The further technical scheme of the invention is that the acidic catalyst in the step (2) comprises any one of p-toluenesulfonic acid, monobutyl tin oxide and tetraisopropyl titanate; the addition amount of the acid catalyst is 0.5-2% of the total mass of the castor oil hydrolysate, the polyhydric alcohol and the anhydride.
The invention further solves the technical scheme that the mass ratio of the castor oil hydrolysate to the polyhydric alcohol to the anhydride is 1 (0.15-0.26) to (0.1-0.2).
The invention has the beneficial effects that:
1. the process related to the preparation method of the polyricinoleate has low requirement on the purity of the raw materials, can directly take the castor oil sold in the market as the raw material, and has low cost through simple process treatment; the reaction process has mild conditions, simple adopted equipment and short production period, saves equipment investment and energy consumption and improves the production efficiency.
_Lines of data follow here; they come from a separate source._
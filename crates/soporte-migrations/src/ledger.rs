//! The applied-migration ledger.
//!
//! The ledger is the exclusive owner of "has this version been applied"
//! state. Entries are kept in application order; since the engine only
//! ever appends versions greater than the current head, the sequence is
//! strictly increasing (sparse — version tokens are timestamps, not
//! sequence numbers) and duplicate-free.

use std::path::{Path, PathBuf};

use chrono::{DateTime, Utc};
use serde::{Deserialize, Serialize};
use soporte_core::{SoporteError, SoporteResult};

/// One applied-migration record.
#[derive(Debug, Clone, PartialEq, Eq, Serialize, Deserialize)]
pub struct LedgerEntry {
    /// The migration's version token.
    pub version: i64,
    /// The migration's description at apply time.
    pub name: String,
    /// When the migration was applied.
    pub applied: DateTime<Utc>,
}

/// Persistent record of which migration versions have been applied.
pub trait Ledger {
    /// Returns the applied versions in application order.
    fn list_applied(&self) -> Vec<i64>;

    /// Returns whether the given version has been applied.
    fn is_applied(&self, version: i64) -> bool {
        self.list_applied().contains(&version)
    }

    /// Returns the most recently applied version, if any.
    fn last_applied(&self) -> Option<i64> {
        self.list_applied().last().copied()
    }

    /// Appends a version to the ledger. Recording an already-present
    /// version is a no-op.
    fn record_applied(&mut self, version: i64, name: &str) -> SoporteResult<()>;

    /// Removes a version from the ledger. Removing an absent version is a
    /// no-op.
    fn record_reverted(&mut self, version: i64) -> SoporteResult<()>;
}

/// An in-memory ledger.
#[derive(Debug, Clone, Default, PartialEq, Eq)]
pub struct MemoryLedger {
    entries: Vec<LedgerEntry>,
}

impl MemoryLedger {
    /// Creates a new empty ledger.
    pub fn new() -> Self {
        Self {
            entries: Vec::new(),
        }
    }

    /// Returns the full entries, in application order.
    pub fn entries(&self) -> &[LedgerEntry] {
        &self.entries
    }
}

impl Ledger for MemoryLedger {
    fn list_applied(&self) -> Vec<i64> {
        self.entries.iter().map(|e| e.version).collect()
    }

    fn record_applied(&mut self, version: i64, name: &str) -> SoporteResult<()> {
        if !self.is_applied(version) {
            self.entries.push(LedgerEntry {
                version,
                name: name.to_string(),
                applied: Utc::now(),
            });
        }
        Ok(())
    }

    fn record_reverted(&mut self, version: i64) -> SoporteResult<()> {
        self.entries.retain(|e| e.version != version);
        Ok(())
    }
}

/// A ledger persisted to a JSON file.
///
/// The file holds a JSON array of [`LedgerEntry`] in application order.
/// Every mutation rewrites the file; reads are served from memory.
#[derive(Debug)]
pub struct JsonLedger {
    path: PathBuf,
    inner: MemoryLedger,
}

impl JsonLedger {
    /// Opens the ledger at `path`, loading existing entries if the file
    /// exists. Parent directories are created on first write.
    pub fn open(path: impl AsRef<Path>) -> SoporteResult<Self> {
        let path = path.as_ref().to_path_buf();
        let inner = if path.exists() {
            let content = std::fs::read_to_string(&path)?;
            let entries: Vec<LedgerEntry> = serde_json::from_str(&content)
                .map_err(|e| SoporteError::Serialization(format!("{}: {e}", path.display())))?;
            MemoryLedger { entries }
        } else {
            MemoryLedger::new()
        };
        Ok(Self { path, inner })
    }

    /// Returns the backing file path.
    pub fn path(&self) -> &Path {
        &self.path
    }

    fn persist(&self) -> SoporteResult<()> {
        if let Some(parent) = self.path.parent() {
            std::fs::create_dir_all(parent)?;
        }
        let json = serde_json::to_string_pretty(&self.inner.entries)
            .map_err(|e| SoporteError::Serialization(e.to_string()))?;
        std::fs::write(&self.path, json)?;
        Ok(())
    }
}

impl Ledger for JsonLedger {
    fn list_applied(&self) -> Vec<i64> {
        self.inner.list_applied()
    }

    fn record_applied(&mut self, version: i64, name: &str) -> SoporteResult<()> {
        self.inner.record_applied(version, name)?;
        self.persist()
    }

    fn record_reverted(&mut self, version: i64) -> SoporteResult<()> {
        self.inner.record_reverted(version)?;
        self.persist()
    }
}
//! # soporte-schema
//!
//! Collection and field definitions for the soporte platform, plus the
//! schema store seam the migration engine mutates through.
//!
//! ## Architecture
//!
//! - [`FieldDef`] / [`FieldKind`] - one typed attribute of a collection;
//!   constraints are per-type tagged variants.
//! - [`CollectionDef`] - a named schema entity with an ordered field list
//!   and the mutation primitives migrations use (`add_field_at`,
//!   `remove_field`, `replace_field_at`).
//! - [`SchemaStore`] - lookup-by-id-or-name, save, delete;
//!   [`MemorySchemaStore`] for pure snapshots, [`JsonSchemaStore`] for
//!   file persistence.

#![allow(clippy::result_large_err)]
#![allow(clippy::doc_markdown)]
#![allow(clippy::missing_const_for_fn)]
#![allow(clippy::module_name_repetitions)]

pub mod collection;
pub mod field;
pub mod store;

// Re-export key types at the crate root.
pub use collection::{CollectionDef, CollectionKind, CollectionRules};
pub use field::{FieldDef, FieldKind};
pub use store::{JsonSchemaStore, MemorySchemaStore, SchemaStore};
2. The product prepared by the invention has various types, and the quality of the product can be adjusted by adjusting the types and the proportion of the polyalcohol or the polyacid component and controlling and designing the flexible chain segment and the rigid chain segment of the polymer molecule according to actual requirements.
3. The polymer prepared by the invention has adjustable polymerization degree, wide product coverage range, wide market application prospect and can meet the requirements of various metal working fluids.
Detailed Description
Example 1
Adding 100kg of castor oil and 150kg of a 10% sodium hydroxide aqueous solution by mass into a reaction kettle, heating the reaction kettle to 90 ℃, stirring and reacting for 3 hours, standing and cooling to room temperature, neutralizing with 80kg of 45% concentrated sulfuric acid, washing, and separating an oil phase to obtain the castor oil hydrolysate.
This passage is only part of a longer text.